Nano and Covid-19 Vaccines

The world of immunology has made use of nanotechnology for a long time. When addressing viruses such as the coronavirus that causes Covid-19, nano is a logical place to turn, because viruses themselves are naturally occurring nanoparticles. In fact, nanomedicine has for some time tried to replicate the characteristics of viruses for applications such as targeted drug delivery. But 2020 has brought vaccine development and nano to the forefront.

Nano and mRNA Vaccines

In 2020 much attention and work has been focused on coming up with a vaccine for Covid-19. Though other vaccine options are being explored, mRNA is the basis for the first two Covid-10 vaccines to be developed by Pfizer and Moderna, and issued an Emergency Use Authorization by the FDA. So how do these vaccines make use of nanotechnology?

RNA is a nanoparticle and mRNA (messenger RNA) is the genetic messenger used to convert DNA code into proteins. By encoding a protein based on the coronavirus cell, vaccine developers have found a way to get the body’s cells to reproduce that protein. This method instructs the body on how to produce antigens to stimulate the immune system and fight the virus.

Nanomedicine is also vital for delivering vaccines based on mRNA. Lipid or polymeric nanoparticles deliver mRNA to cells avoiding interfering enzymes, and thereby kickstarting the immune system.

According to an article in STAT, “Lipid nanoparticles are the fatty molecular envelopes that help strands of mRNA…avoid the body’s biological gatekeepers and reach their target cells without being degraded.” (How Nanotechnology Helps mRNA Covid-19 Vaccines Work by Elizabeth Cooney, STAT, December 2020).

An RNA vaccine contains some genetic material within a lipid. When this genetic material arrives in a cell, ribosomes react to mRNA instructions which causes the cell to replicate the spike protein on the surface of the coronavirus cell. After these newly created proteins leave the cell, antigens encounter them, and the immune system is thereby trained to recognize the virus. The immune system can then release cells that can eliminate those cells infected by the virus.

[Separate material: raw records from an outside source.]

//! Payment records for game fees. No gateway is contacted: staff move a
//! payment through its statuses by hand.

use sea_orm::{ConnectionTrait, TransactionTrait};
use time::OffsetDateTime;
use tracing::info;

use crate::adapters::payments_sea::PaymentCreate;
use crate::db::txn::with_nested_txn;
use crate::domain::actor::Actor;
use crate::domain::pagination::{Page, PageMeta, PageRequest};
use crate::entities::payments::{PaymentMethod, PaymentStatus};
use crate::errors::domain::{DomainError, ForbiddenKind, ValidationKind};
use crate::repos::payments::{self, Payment};
use crate::repos::{games, operators};

pub const MIN_AMOUNT: f64 = 0.01;

#[derive(Debug, Clone)]
pub struct NewPayment {
    pub operator_id: i64,
    pub game_id: Option<i64>,
    pub amount: f64,
    pub method: PaymentMethod,
}

fn validate_amount(amount: f64) -> Result<(), DomainError> {
    if !amount.is_finite() || amount < MIN_AMOUNT {
        return Err(DomainError::validation(
            ValidationKind::InvalidField,
            format!("amount must be at least {MIN_AMOUNT}"),
        ));
    }
    Ok(())
}

/// `paid_at` for a status change: stamped on first entry into a settled
/// status, kept while settled, cleared otherwise.
fn paid_at_for(
    status: PaymentStatus,
    previous: Option<OffsetDateTime>,
    now: OffsetDateTime,
) -> Option<OffsetDateTime> {
    if status.is_settled() {
        Some(previous.unwrap_or(now))
    } else {
        None
    }
}

fn require_staff(actor: Actor) -> Result<(), DomainError> {
    if actor.is_staff() {
        return Ok(());
    }
    Err(DomainError::forbidden(
        ForbiddenKind::Other("staff only".into()),
        "Only admins and organizers may do this",
    ))
}

pub struct PaymentService;

impl PaymentService {
    pub fn new() -> Self {
        Self
    }

    pub async fn create_payment<C: TransactionTrait>(
        &self,
        conn: &C,
        actor: Actor,
        input: NewPayment,
    ) -> Result<Payment, DomainError> {
        actor.ensure_self_or_staff(input.operator_id)?;
        validate_amount(input.amount)?;

        with_nested_txn(conn, |txn| {
            Box::pin(async move {
                operators::require_active_operator(txn, input.operator_id).await?;
                let mut dto = PaymentCreate::new(input.operator_id, input.amount, input.method);
                if let Some(game_id) = input.game_id {
                    games::require_game(txn, game_id).await?;
                    dto = dto.for_game(game_id);
                }
                let payment = payments::create_payment(txn, dto).await?;
                info!(
                    payment_id = payment.id,
                    operator_id = payment.operator_id,
                    game_id = ?payment.game_id,
                    method = ?payment.method,
                    "Payment recorded"
                );
                Ok(payment)
            })
        })
        .await
    }

    pub async fn list_payments<C: ConnectionTrait + Send + Sync>(
        &self,
        conn: &C,
        actor: Actor,
        request: PageRequest,
    ) -> Result<Page<Payment>, DomainError> {
        require_staff(actor)?;
        let (data, total) = payments::list_page(conn, request.offset(), request.limit).await?;
        Ok(Page {
            data,
            meta: PageMeta::new(request, total),
        })
    }

    pub async fn list_for_operator<C: ConnectionTrait + Send + Sync>(
        &self,
        conn: &C,
        actor: Actor,
        operator_id: i64,
    ) -> Result<Vec<Payment>, DomainError> {
        actor.ensure_self_or_staff(operator_id)?;
        operators::require_operator(conn, operator_id).await?;
        payments::list_for_operator(conn, operator_id).await
    }

    pub async fn get_payment<C: ConnectionTrait + Send + Sync>(
        &self,
        conn: &C,
        actor: Actor,
        payment_id: i64,
    ) -> Result<Payment, DomainError> {
        let payment = payments::require_payment(conn, payment_id).await?;
        actor.ensure_self_or_staff(payment.operator_id)?;
        Ok(payment)
    }

    pub async fn update_status<C: TransactionTrait>(
        &self,
        conn: &C,
        actor: Actor,
        payment_id: i64,
        status: PaymentStatus,
    ) -> Result<Payment, DomainError> {
        require_staff(actor)?;
        with_nested_txn(conn, |txn| {
            Box::pin(async move {
                let current = payments::require_payment(txn, payment_id).await?;
                let paid_at = paid_at_for(status, current.paid_at, OffsetDateTime::now_utc());
                let payment = payments::update_status(txn, payment_id, status, paid_at).await?;
                info!(
                    payment_id,
                    from = ?current.status,
                    to = ?payment.status,
                    changed_by = actor.id,
                    "Payment status changed"
                );
                Ok(payment)
            })
        })
        .await
    }
}

impl Default for PaymentService {
    fn default() -> Self {
        Self::new()
    }
}
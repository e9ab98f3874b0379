//! Row seeding for integration tests. Names go through `unique_str` so rows
//! from concurrent tests never collide on unique columns.

use backend_test_support::unique_helpers::{unique_email, unique_str};
use milsim_backend::adapters::games_sea::{self, GameCreate, GameUpdate};
use milsim_backend::adapters::operators_sea::{self, OperatorCreate};
use milsim_backend::adapters::payments_sea::{self, PaymentCreate};
use milsim_backend::adapters::rankings_sea::{self, RankingCreate};
use milsim_backend::adapters::squad_members_sea;
use milsim_backend::adapters::squads_sea::{self, SquadCreate};
use milsim_backend::entities::games::{self, GameStatus};
use milsim_backend::entities::operators::{self, Role};
use milsim_backend::entities::payments::{self, PaymentMethod};
use milsim_backend::entities::{rankings, squads};
use sea_orm::{ConnectionTrait, DbErr};
use time::{Duration, OffsetDateTime};

/// A game two weeks out, moved to `status` after creation.
pub async fn seed_game(
    conn: &(impl ConnectionTrait + Send + Sync),
    max_players: Option<i32>,
    status: GameStatus,
) -> Result<games::Model, DbErr> {
    let start = OffsetDateTime::now_utc() + Duration::days(14);
    let mut dto = GameCreate::new(unique_str("game"), start).with_location("Fort Range 3");
    if let Some(max) = max_players {
        dto = dto.with_max_players(max);
    }
    let game = games_sea::create_game(conn, dto).await?;

    if status == GameStatus::Scheduled {
        return Ok(game);
    }
    games_sea::update_game(conn, game.id, GameUpdate::new().with_status(status)).await
}

/// An open game, the usual starting point for enrollment tests.
pub async fn seed_open_game(
    conn: &(impl ConnectionTrait + Send + Sync),
    max_players: Option<i32>,
) -> Result<games::Model, DbErr> {
    seed_game(conn, max_players, GameStatus::RegistrationOpen).await
}

pub async fn seed_squad(
    conn: &(impl ConnectionTrait + Send + Sync),
    total_members: i32,
) -> Result<squads::Model, DbErr> {
    squads_sea::create_squad(
        conn,
        SquadCreate::new(unique_str("squad"), total_members).with_tag("TST"),
    )
    .await
}

pub async fn seed_operator(
    conn: &(impl ConnectionTrait + Send + Sync),
    role: Role,
) -> Result<operators::Model, DbErr> {
    operators_sea::create_operator(
        conn,
        OperatorCreate::new(unique_str("op"), unique_email("op")).with_role(role),
    )
    .await
}

/// A squad plus an active ranking carrying the given season record.
pub async fn seed_ranked_squad(
    conn: &(impl ConnectionTrait + Send + Sync),
    total_points: i32,
    record: (i32, i32, i32),
    total_eliminations: i32,
) -> Result<(squads::Model, rankings::Model), DbErr> {
    let squad = seed_squad(conn, 6).await?;
    let (played, won, lost) = record;
    let ranking = rankings_sea::create_ranking(
        conn,
        RankingCreate::new(squad.id)
            .with_points(total_points)
            .with_record(played, won, lost)
            .with_eliminations(total_eliminations),
    )
    .await?;
    Ok((squad, ranking))
}

/// A one-member squad led by `leader_id`, with the leader's membership row.
pub async fn seed_led_squad(
    conn: &(impl ConnectionTrait + Send + Sync),
    leader_id: i64,
) -> Result<squads::Model, DbErr> {
    let squad = squads_sea::create_squad(
        conn,
        SquadCreate::new(unique_str("squad"), 1)
            .with_tag("LED")
            .with_leader(leader_id),
    )
    .await?;
    squad_members_sea::insert(conn, squad.id, leader_id).await?;
    Ok(squad)
}

/// A PENDING payment with no game attached.
pub async fn seed_payment(
    conn: &(impl ConnectionTrait + Send + Sync),
    operator_id: i64,
    amount: f64,
) -> Result<payments::Model, DbErr> {
    payments_sea::create_payment(
        conn,
        PaymentCreate::new(operator_id, amount, PaymentMethod::Pix),
    )
    .await
}
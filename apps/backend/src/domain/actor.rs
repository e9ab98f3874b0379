//! The operator on whose behalf a service call runs.

use crate::entities::operators::Role;
use crate::errors::domain::{DomainError, ForbiddenKind};

#[derive(Debug, Clone, Copy, PartialEq, Eq)]
pub struct Actor {
    pub id: i64,
    pub role: Role,
}

impl Actor {
    pub fn new(id: i64, role: Role) -> Self {
        Self { id, role }
    }

    pub fn is_admin(&self) -> bool {
        self.role == Role::Admin
    }

    /// Admins and organizers.
    pub fn is_staff(&self) -> bool {
        matches!(self.role, Role::Admin | Role::Organizer)
    }

    /// Passes for the operator themself or for staff.
    pub fn ensure_self_or_staff(&self, operator_id: i64) -> Result<(), DomainError> {
        if self.id == operator_id || self.is_staff() {
            return Ok(());
        }
        Err(DomainError::forbidden(
            ForbiddenKind::NotOwner,
            format!("Operator {} may not act for operator {operator_id}", self.id),
        ))
    }
}
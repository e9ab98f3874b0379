use clap::{Parser, ValueEnum};
use migration::MigrationCommand;
use milsim_backend::config::db::{DbKind, RuntimeEnv};
use milsim_backend::infra::db::run_migrations;

#[derive(Clone, Copy, ValueEnum)]
enum Command {
    Up,
    Down,
    Fresh,
    Reset,
    Refresh,
    Status,
}

impl From<Command> for MigrationCommand {
    fn from(command: Command) -> Self {
        match command {
            Command::Up => MigrationCommand::Up,
            Command::Down => MigrationCommand::Down,
            Command::Fresh => MigrationCommand::Fresh,
            Command::Reset => MigrationCommand::Reset,
            Command::Refresh => MigrationCommand::Refresh,
            Command::Status => MigrationCommand::Status,
        }
    }
}

#[derive(Clone, Copy, ValueEnum)]
enum Env {
    Prod,
    Test,
}

/// In-memory SQLite is not offered: the database would vanish when the
/// command exits.
#[derive(Clone, Copy, ValueEnum)]
enum Db {
    Postgres,
    SqliteFile,
}

#[derive(Parser)]
#[command(name = "migration-cli")]
#[command(about = "Milsim database migration tool")]
struct Args {
    /// Migration command to run
    #[arg(value_enum)]
    command: Command,

    /// Runtime environment
    #[arg(short, long, value_enum, default_value = "test")]
    env: Env,

    /// Database type
    #[arg(short, long, value_enum, default_value = "postgres")]
    db: Db,
}

#[tokio::main]
async fn main() {
    tracing_subscriber::fmt()
        .with_writer(std::io::stdout)
        .without_time()
        .with_target(false)
        .with_env_filter("migration=info,milsim_backend=info,sqlx=warn")
        .init();

    let args = Args::parse();

    let env = match args.env {
        Env::Prod => RuntimeEnv::Prod,
        Env::Test => RuntimeEnv::Test,
    };
    let db_kind = match args.db {
        Db::Postgres => DbKind::Postgres,
        Db::SqliteFile => DbKind::SqliteFile,
    };

    if let Err(e) = run_migrations(env, db_kind, args.command.into()).await {
        tracing::error!(error = %e, "Migration failed");
        std::process::exit(1);
    }
}
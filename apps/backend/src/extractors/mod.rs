pub mod current_user;
pub mod path_ids;

pub use current_user::CurrentUser;
pub use path_ids::{GameId, OperatorId, SquadId};
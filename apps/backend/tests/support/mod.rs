#![allow(dead_code, unused_imports, unused_macros)]

pub mod factory;
pub mod test_state;

pub use test_state::build_test_state;
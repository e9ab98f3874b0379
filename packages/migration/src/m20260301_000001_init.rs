use sea_orm_migration::prelude::*;
use sea_orm_migration::sea_query::{ColumnDef, ForeignKeyAction, Index, Table};

#[derive(DeriveMigrationName)]
pub struct Migration;

// ----- Iden enums for tables & columns -----
#[derive(Iden)]
enum Operators {
    Table,
    Id,
    Nickname,
    FullName,
    Email,
    Phone,
    AvatarUrl,
    Role,
    Verified,
    EngagementScore,
    IsActive,
    CreatedAt,
    UpdatedAt,
}

#[derive(Iden)]
enum Squads {
    Table,
    Id,
    Name,
    Tag,
    Description,
    Specialty,
    State,
    LeaderId,
    TotalMembers,
    IsActive,
    CreatedAt,
    UpdatedAt,
}

#[derive(Iden)]
enum Games {
    Table,
    Id,
    Name,
    Description,
    Location,
    StartDate,
    EndDate,
    GameType,
    Status,
    MaxPlayers,
    CurrentPlayers,
    RegistrationFee,
    IsActive,
    CreatedAt,
    UpdatedAt,
}

#[derive(Iden)]
enum GameSquads {
    Table,
    Id,
    GameId,
    SquadId,
    JoinedAt,
}

#[derive(Iden)]
enum GameOperators {
    Table,
    Id,
    GameId,
    OperatorId,
    JoinedAt,
}

#[derive(Iden)]
enum Rankings {
    Table,
    Id,
    SquadId,
    Position,
    TotalPoints,
    GamesPlayed,
    GamesWon,
    GamesLost,
    WinRate,
    TotalEliminations,
    AverageEliminationsPerGame,
    IsActive,
    CreatedAt,
    UpdatedAt,
}

#[derive(Iden)]
enum SquadMembers {
    Table,
    Id,
    SquadId,
    OperatorId,
    JoinedAt,
}

#[derive(Iden)]
enum JoinRequests {
    Table,
    Id,
    SquadId,
    OperatorId,
    Status,
    CreatedAt,
    UpdatedAt,
}

#[derive(Iden)]
enum Payments {
    Table,
    Id,
    OperatorId,
    GameId,
    Amount,
    Method,
    Status,
    PaidAt,
    CreatedAt,
    UpdatedAt,
}
//! Task-local trace id for the request being served.
//!
//! `RequestTrace` scopes every request future with [`with_trace_id`], so
//! error responses and log lines anywhere below it can read the id without
//! threading it through call signatures.

use std::cell::RefCell;

use tokio::task_local;

task_local! {
    static TRACE_ID: RefCell<Option<String>>;
}

/// The current request's trace id, or `"unknown"` outside a request.
pub fn trace_id() -> String {
    TRACE_ID
        .try_with(|cell| cell.borrow().clone())
        .ok()
        .flatten()
        .unwrap_or_else(|| "unknown".to_string())
}

/// Run `future` with `trace_id` installed as the task-local trace id.
pub async fn with_trace_id<F, R>(trace_id: String, future: F) -> R
where
    F: std::future::Future<Output = R>,
{
    TRACE_ID.scope(RefCell::new(Some(trace_id)), future).await
}
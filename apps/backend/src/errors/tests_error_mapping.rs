// Domain-to-HTTP error mapping, no database or server involved.
use crate::error::AppError;
use crate::errors::domain::{
    ConflictKind, DomainError, ForbiddenKind, InfraErrorKind, NotFoundKind, ValidationKind,
};
use crate::errors::ErrorCode;

fn app(de: DomainError) -> AppError {
    de.into()
}

#[test]
fn enrollment_rule_failures_are_bad_requests() {
    let closed = app(DomainError::validation(
        ValidationKind::RegistrationClosed,
        "Registration is not open",
    ));
    assert_eq!(closed.code(), ErrorCode::RegistrationClosed);
    assert_eq!(closed.status().as_u16(), 400);

    let full = app(DomainError::validation(
        ValidationKind::CapacityExceeded,
        "Game is full",
    ));
    assert_eq!(full.code().as_str(), "CAPACITY_EXCEEDED");
    assert_eq!(full.status().as_u16(), 400);
    assert_eq!(full.detail(), "Game is full");
}

#[test]
fn field_and_paging_validation() {
    let field = app(DomainError::validation(ValidationKind::InvalidField, "name"));
    assert_eq!(field.code(), ErrorCode::ValidationError);

    let other = app(DomainError::validation(
        ValidationKind::Other("whatever".into()),
        "x",
    ));
    assert_eq!(other.code(), ErrorCode::ValidationError);
    assert_eq!(other.status().as_u16(), 400);

    let paging = app(DomainError::validation(
        ValidationKind::InvalidPagination,
        "limit must be between 1 and 100",
    ));
    assert_eq!(paging.code().as_str(), "INVALID_PAGINATION");
}

#[test]
fn conflicts_keep_their_kind() {
    let cases = [
        (ConflictKind::AlreadyRegistered, "ALREADY_REGISTERED"),
        (ConflictKind::UniqueNickname, "NICKNAME_TAKEN"),
        (ConflictKind::UniqueEmail, "EMAIL_TAKEN"),
        (ConflictKind::UniqueSquadName, "SQUAD_NAME_TAKEN"),
        (ConflictKind::AlreadyMember, "ALREADY_MEMBER"),
        (ConflictKind::AlreadyLeadsSquad, "ALREADY_LEADS_SQUAD"),
        (ConflictKind::JoinRequestPending, "JOIN_REQUEST_PENDING"),
        (ConflictKind::JoinRequestProcessed, "JOIN_REQUEST_PROCESSED"),
        (ConflictKind::LeaderCannotLeave, "LEADER_CANNOT_LEAVE"),
        (ConflictKind::SelfModification, "SELF_MODIFICATION"),
        (ConflictKind::Other("Unique".into()), "CONFLICT"),
    ];
    for (kind, code) in cases {
        let err = app(DomainError::conflict(kind, "dup"));
        assert_eq!(err.code().as_str(), code);
        assert_eq!(err.status().as_u16(), 409);
    }
}

#[test]
fn not_found_kinds_name_the_resource() {
    assert_eq!(
        app(DomainError::game_not_found(3)).code(),
        ErrorCode::GameNotFound
    );
    assert_eq!(
        app(DomainError::squad_not_found(3)).code(),
        ErrorCode::SquadNotFound
    );
    assert_eq!(
        app(DomainError::operator_not_found(3)).code(),
        ErrorCode::OperatorNotFound
    );

    let reg = app(DomainError::not_found(NotFoundKind::Registration, "none"));
    assert_eq!(reg.code().as_str(), "REGISTRATION_NOT_FOUND");
    let ranking = app(DomainError::not_found(NotFoundKind::Ranking, "none"));
    assert_eq!(ranking.code().as_str(), "RANKING_NOT_FOUND");
    let membership = app(DomainError::not_found(NotFoundKind::Membership, "none"));
    assert_eq!(membership.code().as_str(), "MEMBERSHIP_NOT_FOUND");
    let request = app(DomainError::not_found(NotFoundKind::JoinRequest, "none"));
    assert_eq!(request.code().as_str(), "JOIN_REQUEST_NOT_FOUND");
    assert_eq!(
        app(DomainError::payment_not_found(3)).code(),
        ErrorCode::PaymentNotFound
    );
    let generic = app(DomainError::not_found(NotFoundKind::Other("Record".into()), "gone"));
    assert_eq!(generic.code(), ErrorCode::NotFound);
    assert_eq!(generic.status().as_u16(), 404);
}

#[test]
fn forbidden_kinds_are_403() {
    let cases = [
        (ForbiddenKind::NotSquadLeader, "NOT_SQUAD_LEADER"),
        (ForbiddenKind::PrimaryAdminRequired, "PRIMARY_ADMIN_REQUIRED"),
        (ForbiddenKind::NotOwner, "FORBIDDEN"),
        (ForbiddenKind::Other("x".into()), "FORBIDDEN"),
    ];
    for (kind, code) in cases {
        let err = app(DomainError::forbidden(kind, "no"));
        assert_eq!(err.code().as_str(), code);
        assert_eq!(err.status().as_u16(), 403);
        assert_eq!(err.detail(), "no");
    }
}

#[test]
fn infra_failures() {
    let timeout = app(DomainError::infra(InfraErrorKind::Timeout, "slow"));
    assert_eq!(timeout.code().as_str(), "DB_TIMEOUT");
    assert_eq!(timeout.status().as_u16(), 504);
    assert!(matches!(timeout, AppError::Timeout { .. }));

    let down = app(DomainError::infra(InfraErrorKind::DbUnavailable, "down"));
    assert_eq!(down.code(), ErrorCode::DbUnavailable);
    assert_eq!(down.status().as_u16(), 503);

    let other = app(DomainError::infra(
        InfraErrorKind::Other("DbErr".into()),
        "Database operation failed",
    ));
    assert_eq!(other.code(), ErrorCode::DbError);
    assert_eq!(other.status().as_u16(), 500);
}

Nano and Other Types of Vaccines

There are several types of nanotechnology platform vaccines being developed to combat Covid-19 that could offer solutions to some limitations of mRNA vaccines, such as the need for cold storage.

Inovio Pharmaceuticals has developed a DNA vaccine. DNA vaccines use DNA molecules that are manipulated to target nuclear machinery in a cell and train the cell to produce the spike protein of a coronavirus. DNA vaccines are very stable but are less susceptible to fine modifications than mRNA vaccines.

Novavax and Johnson & Johnson are two companies pursuing subunit vaccines because these types of vaccines are more easily produced and scalable. These are simple vaccines that can be created and manufactured quickly. These VLPs (virus like particles) appear to mimic the molecules of pathogens and alert the immune system to them. They contain no genetic material, unlike mRNA vaccines.

Nano and Delivery of Vaccines

Nanotechnology is also being used to develop vaccine delivery systems such as self-administered microneedle patches. Another method under development is single-dose implants that slowly release antigens. Though still in early stages, these delivery methods may be especially useful in poorer nations or areas that lack medical personal to administer vaccines.


The world is anxiously awaiting relief for the global pandemic that has infected and killed millions. In the race to produce effective vaccines for Covid-19, several companies and universities are pursuing different options, but in all cases, nanotechnology is a key element that could lead to success.